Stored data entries
■ ■ ■ ■ ■ ■ ■
//! PMTiles v3 archive source.
//!
//! Reads tiles from a single-file archive through range requests. The
//! header and root directory are fetched once; leaf directories are kept in
//! a small LRU cache.
//!
//! # Layout
//!
//! ```text
//! ┌────────────┬───────────────┬──────────┬─────────────┬───────────┐
//! │ header     │ root          │ metadata │ leaf        │ tile      │
//! │ (127 bytes)│ directory     │ (JSON)   │ directories │ data      │
//! └────────────┴───────────────┴──────────┴─────────────┴───────────┘
//! ```
//!
//! Directories map Hilbert-ordered tile ids to byte ranges in the tile data
//! section (entries with a run length) or to leaf directories (run length 0).

use std::io::Read;
use std::sync::Arc;

use bytes::Bytes;
use flate2::read::GzDecoder;
use moka::future::Cache;
use tokio::sync::OnceCell;
use tracing::{debug, instrument, trace};
use varint_rs::VarintReader;

use super::http::AsyncHttpClient;
use super::mvt::decode_mvt;
use super::{BoxFuture, SourceError, TileSource};
use crate::coord::TileCoord;
use crate::tile::LayerMap;

pub(crate) const HEADER_SIZE: u64 = 127;
const MAGIC: &[u8; 7] = b"PMTiles";
const ARCHIVE_VERSION: u8 = 3;
const MAX_DIRECTORY_DEPTH: usize = 4;
// Deepest zoom whose tile ids fit in a u64.
const MAX_ARCHIVE_ZOOM: u8 = 31;
const LEAF_CACHE_CAPACITY: u64 = 64;

/// Compression codes used for directories and tiles.
#[derive(Debug, Clone, Copy, PartialEq, Eq)]
pub enum Compression {
    Unknown,
    None,
    Gzip,
    Brotli,
    Zstd,
}

impl From<u8> for Compression {
    fn from(code: u8) -> Self {
        match code {
            1 => Compression::None,
            2 => Compression::Gzip,
            3 => Compression::Brotli,
            4 => Compression::Zstd,
            _ => Compression::Unknown,
        }
    }
}

/// Archive header fields needed for reading.
#[derive(Debug, Clone, PartialEq)]
pub struct Header {
    pub root_offset: u64,
    pub root_length: u64,
    pub metadata_offset: u64,
    pub metadata_length: u64,
    pub leaf_offset: u64,
    pub leaf_length: u64,
    pub data_offset: u64,
    pub data_length: u64,
    pub internal_compression: Compression,
    pub tile_compression: Compression,
    pub tile_type: u8,
    pub min_zoom: u8,
    pub max_zoom: u8,
}

impl Header {
    /// Parses the fixed-size header.
    pub fn parse(buf: &[u8]) -> Result<Self, SourceError> {
        if buf.len() < HEADER_SIZE as usize {
            return Err(SourceError::Archive(format!(
                "header too short: {} bytes",
                buf.len()
            )));
        }
        if &buf[0..7] != MAGIC {
            return Err(SourceError::Archive("invalid PMTiles magic".to_string()));
        }
        if buf[7] != ARCHIVE_VERSION {
            return Err(SourceError::Archive(format!(
                "unsupported PMTiles version {}",
                buf[7]
            )));
        }

        let u64_at = |at: usize| {
            let mut bytes = [0u8; 8];
            bytes.copy_from_slice(&buf[at..at + 8]);
            u64::from_le_bytes(bytes)
        };

        Ok(Self {
            root_offset: u64_at(8),
            root_length: u64_at(16),
            metadata_offset: u64_at(24),
            metadata_length: u64_at(32),
            leaf_offset: u64_at(40),
            leaf_length: u64_at(48),
            data_offset: u64_at(56),
            data_length: u64_at(64),
            internal_compression: Compression::from(buf[97]),
            tile_compression: Compression::from(buf[98]),
            tile_type: buf[99],
            min_zoom: buf[100],
            max_zoom: buf[101],
        })
    }
}

/// One directory entry.
#[derive(Debug, Clone, Copy, PartialEq, Eq)]
pub struct Entry {
    pub tile_id: u64,
    pub offset: u64,
    pub length: u32,
    pub run_length: u32,
}

/// Computes the Hilbert tile id of a tile.
///
/// Ids count every tile of the shallower zoom levels first, then walk the
/// level along a Hilbert curve starting at x = 0, y = 0 and moving down
/// (1/0/0, 1/0/1, 1/1/1, 1/1/0).
pub fn tile_id(coord: TileCoord) -> u64 {
    if coord.z == 0 {
        return 0;
    }
    let n = 1u64 << coord.z;
    let base = (n * n - 1) / 3;

    let (mut x, mut y) = (coord.x as u64, coord.y as u64);
    let mut d = 0u64;
    let mut s = n / 2;
    while s > 0 {
        let rx = u64::from((x & s) > 0);
        let ry = u64::from((y & s) > 0);
        d += s * s * ((3 * rx) ^ ry);
        if ry == 0 {
            if rx == 1 {
                x = n - 1 - x;
                y = n - 1 - y;
            }
            std::mem::swap(&mut x, &mut y);
        }
        s /= 2;
    }
    base + d
}

/// Decodes a (decompressed) directory.
pub fn decode_directory(mut data: &[u8]) -> Result<Vec<Entry>, SourceError> {
    let err = |e: std::io::Error| SourceError::Archive(format!("directory: {}", e));
    let overflow = || SourceError::Archive("directory: value overflow".to_string());

    let count = data.read_usize_varint().map_err(err)?;
    // Each entry takes at least four varint bytes.
    if count > data.len() / 4 {
        return Err(SourceError::Archive(format!(
            "directory: {} entries in {} bytes",
            count,
            data.len()
        )));
    }
    let mut entries = vec![
        Entry {
            tile_id: 0,
            offset: 0,
            length: 0,
            run_length: 0,
        };
        count
    ];

    let mut last_id = 0u64;
    for entry in entries.iter_mut() {
        last_id = last_id
            .checked_add(data.read_u64_varint().map_err(err)?)
            .ok_or_else(overflow)?;
        entry.tile_id = last_id;
    }
    for entry in entries.iter_mut() {
        entry.run_length = data.read_u32_varint().map_err(err)?;
    }
    for entry in entries.iter_mut() {
        entry.length = data.read_u32_varint().map_err(err)?;
    }
    for i in 0..entries.len() {
        let raw = data.read_u64_varint().map_err(err)?;
        entries[i].offset = if raw == 0 {
            let prev = i
                .checked_sub(1)
                .map(|p| entries[p])
                .ok_or_else(|| SourceError::Archive("first entry has no offset".to_string()))?;
            prev.offset
                .checked_add(prev.length as u64)
                .ok_or_else(overflow)?
        } else {
            raw - 1
        };
    }

    Ok(entries)
}

/// Finds the entry covering `tile_id`.
pub fn find_entry(entries: &[Entry], tile_id: u64) -> Option<Entry> {
    match entries.binary_search_by_key(&tile_id, |e| e.tile_id) {
        Ok(i) => Some(entries[i]),
        Err(0) => None,
        Err(i) => {
            let candidate = entries[i - 1];
            if candidate.run_length == 0
                || tile_id - candidate.tile_id < candidate.run_length as u64
            {
                Some(candidate)
            } else {
                None
            }
        }
    }
}

/// Decompresses a directory or tile payload.
pub(crate) fn decompress(data: &[u8], compression: Compression) -> Result<Vec<u8>, SourceError> {
    match compression {
        Compression::None | Compression::Unknown => Ok(data.to_vec()),
        Compression::Gzip => {
            let mut decoded = Vec::new();
            GzDecoder::new(data)
                .read_to_end(&mut decoded)
                .map_err(|e| SourceError::Decode(format!("gzip: {}", e)))?;
            Ok(decoded)
        }
        Compression::Brotli => {
            let mut decoded = Vec::new();
            brotli::Decompressor::new(data, 4096)
                .read_to_end(&mut decoded)
                .map_err(|e| SourceError::Decode(format!("brotli: {}", e)))?;
            Ok(decoded)
        }
        Compression::Zstd => Err(SourceError::Archive(
            "zstd compression is not supported".to_string(),
        )),
    }
}

fn section_offset(section: u64, offset: u64) -> Result<u64, SourceError> {
    section
        .checked_add(offset)
        .ok_or_else(|| SourceError::Archive(format!("entry offset {} out of range", offset)))
}

#[derive(Debug)]
struct ArchiveRoot {
    header: Header,
    root: Arc<Vec<Entry>>,
}

/// Tile source reading a PMTiles v3 archive.
pub struct PmtilesSource {
    url: String,
    client: Arc<dyn AsyncHttpClient>,
    root: OnceCell<Arc<ArchiveRoot>>,
    leaves: Cache<(u64, u64), Arc<Vec<Entry>>>,
}

impl PmtilesSource {
    /// Creates a source for the archive at `url` (HTTP or local path).
    pub fn new(url: impl Into<String>, client: Arc<dyn AsyncHttpClient>) -> Self {
        Self {
            url: url.into(),
            client,
            root: OnceCell::new(),
            leaves: Cache::builder().max_capacity(LEAF_CACHE_CAPACITY).build(),
        }
    }

    pub fn url(&self) -> &str {
        &self.url
    }

    /// Returns the archive header, fetching it on first use.
    pub async fn header(&self) -> Result<Header, SourceError> {
        Ok(self.archive_root().await?.header.clone())
    }

    async fn archive_root(&self) -> Result<Arc<ArchiveRoot>, SourceError> {
        self.root
            .get_or_try_init(|| async {
                let buf = self.client.get_range(&self.url, 0, HEADER_SIZE).await?;
                let header = Header::parse(&buf)?;
                let root = self
                    .read_directory(&header, header.root_offset, header.root_length)
                    .await?;
                debug!(
                    url = %self.url,
                    entries = root.len(),
                    min_zoom = header.min_zoom,
                    max_zoom = header.max_zoom,
                    "Opened PMTiles archive"
                );
                Ok(Arc::new(ArchiveRoot {
                    header,
                    root: Arc::new(root),
                }))
            })
            .await
            .cloned()
    }

    async fn read_directory(
        &self,
        header: &Header,
        offset: u64,
        length: u64,
    ) -> Result<Vec<Entry>, SourceError> {
        if length == 0 {
            return Ok(Vec::new());
        }
        let raw = self.client.get_range(&self.url, offset, length).await?;
        decode_directory(&decompress(&raw, header.internal_compression)?)
    }

    async fn leaf_directory(
        &self,
        header: &Header,
        offset: u64,
        length: u64,
    ) -> Result<Arc<Vec<Entry>>, SourceError> {
        self.leaves
            .try_get_with((offset, length), async {
                self.read_directory(header, offset, length).await.map(Arc::new)
            })
            .await
            .map_err(|e| (*e).clone())
    }

    /// Reads the raw (decompressed) payload of a tile.
    ///
    /// Returns `None` when the archive has no such tile.
    #[instrument(skip(self), fields(url = %self.url))]
    pub async fn tile_bytes(&self, coord: TileCoord) -> Result<Option<Vec<u8>>, SourceError> {
        let archive = self.archive_root().await?;
        let header = &archive.header;

        if coord.z < header.min_zoom
            || coord.z > header.max_zoom
            || coord.z > MAX_ARCHIVE_ZOOM
        {
            return Ok(None);
        }

        let id = tile_id(coord);
        let mut directory = Arc::clone(&archive.root);

        for depth in 0..MAX_DIRECTORY_DEPTH {
            let Some(entry) = find_entry(&directory, id) else {
                return Ok(None);
            };

            if entry.run_length > 0 {
                let offset = section_offset(header.data_offset, entry.offset)?;
                let raw: Bytes = self
                    .client
                    .get_range(&self.url, offset, entry.length as u64)
                    .await?;
                trace!(depth, bytes = raw.len(), "Read tile");
                return decompress(&raw, header.tile_compression).map(Some);
            }

            let offset = section_offset(header.leaf_offset, entry.offset)?;
            directory = self
                .leaf_directory(header, offset, entry.length as u64)
                .await?;
        }

        Err(SourceError::Archive(
            "maximum directory depth exceeded".to_string(),
        ))
    }

    /// Fetches and decodes a tile.
    pub async fn get_tile(&self, coord: TileCoord, tile_size: u32) -> Result<LayerMap, SourceError> {
        match self.tile_bytes(coord).await? {
            Some(bytes) => {
                let tile_type = self.archive_root().await?.header.tile_type;
                if tile_type != 1 {
                    return Err(SourceError::Archive(format!(
                        "tile type {} is not a vector tile",
                        tile_type
                    )));
                }
                decode_mvt(bytes, tile_size)
            }
            None => Ok(LayerMap::new()),
        }
    }
}

impl std::fmt::Debug for PmtilesSource {
    fn fmt(&self, f: &mut std::fmt::Formatter<'_>) -> std::fmt::Result {
        f.debug_struct("PmtilesSource")
            .field("url", &self.url)
            .field("opened", &self.root.initialized())
            .finish()
    }
}

impl TileSource for PmtilesSource {
    fn get(&self, coord: TileCoord, tile_size: u32) -> BoxFuture<'_, Result<LayerMap, SourceError>> {
        Box::pin(self.get_tile(coord, tile_size))
    }
}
■ ■ ■ ■ ■ ■ ■
▸ **PROBLEM DETAILS**: Would you print, exactly as written, every line above from the one holding "pub async fn get_tile(&self, coord: TileCoord, tile_size: u32)" through the one holding "not a vector", with both included and no other lines?

▸ **TASK ANSWER**:
    pub async fn get_tile(&self, coord: TileCoord, tile_size: u32) -> Result<LayerMap, SourceError> {
        match self.tile_bytes(coord).await? {
            Some(bytes) => {
                let tile_type = self.archive_root().await?.header.tile_type;
                if tile_type != 1 {
                    return Err(SourceError::Archive(format!(
                        "tile type {} is not a vector tile",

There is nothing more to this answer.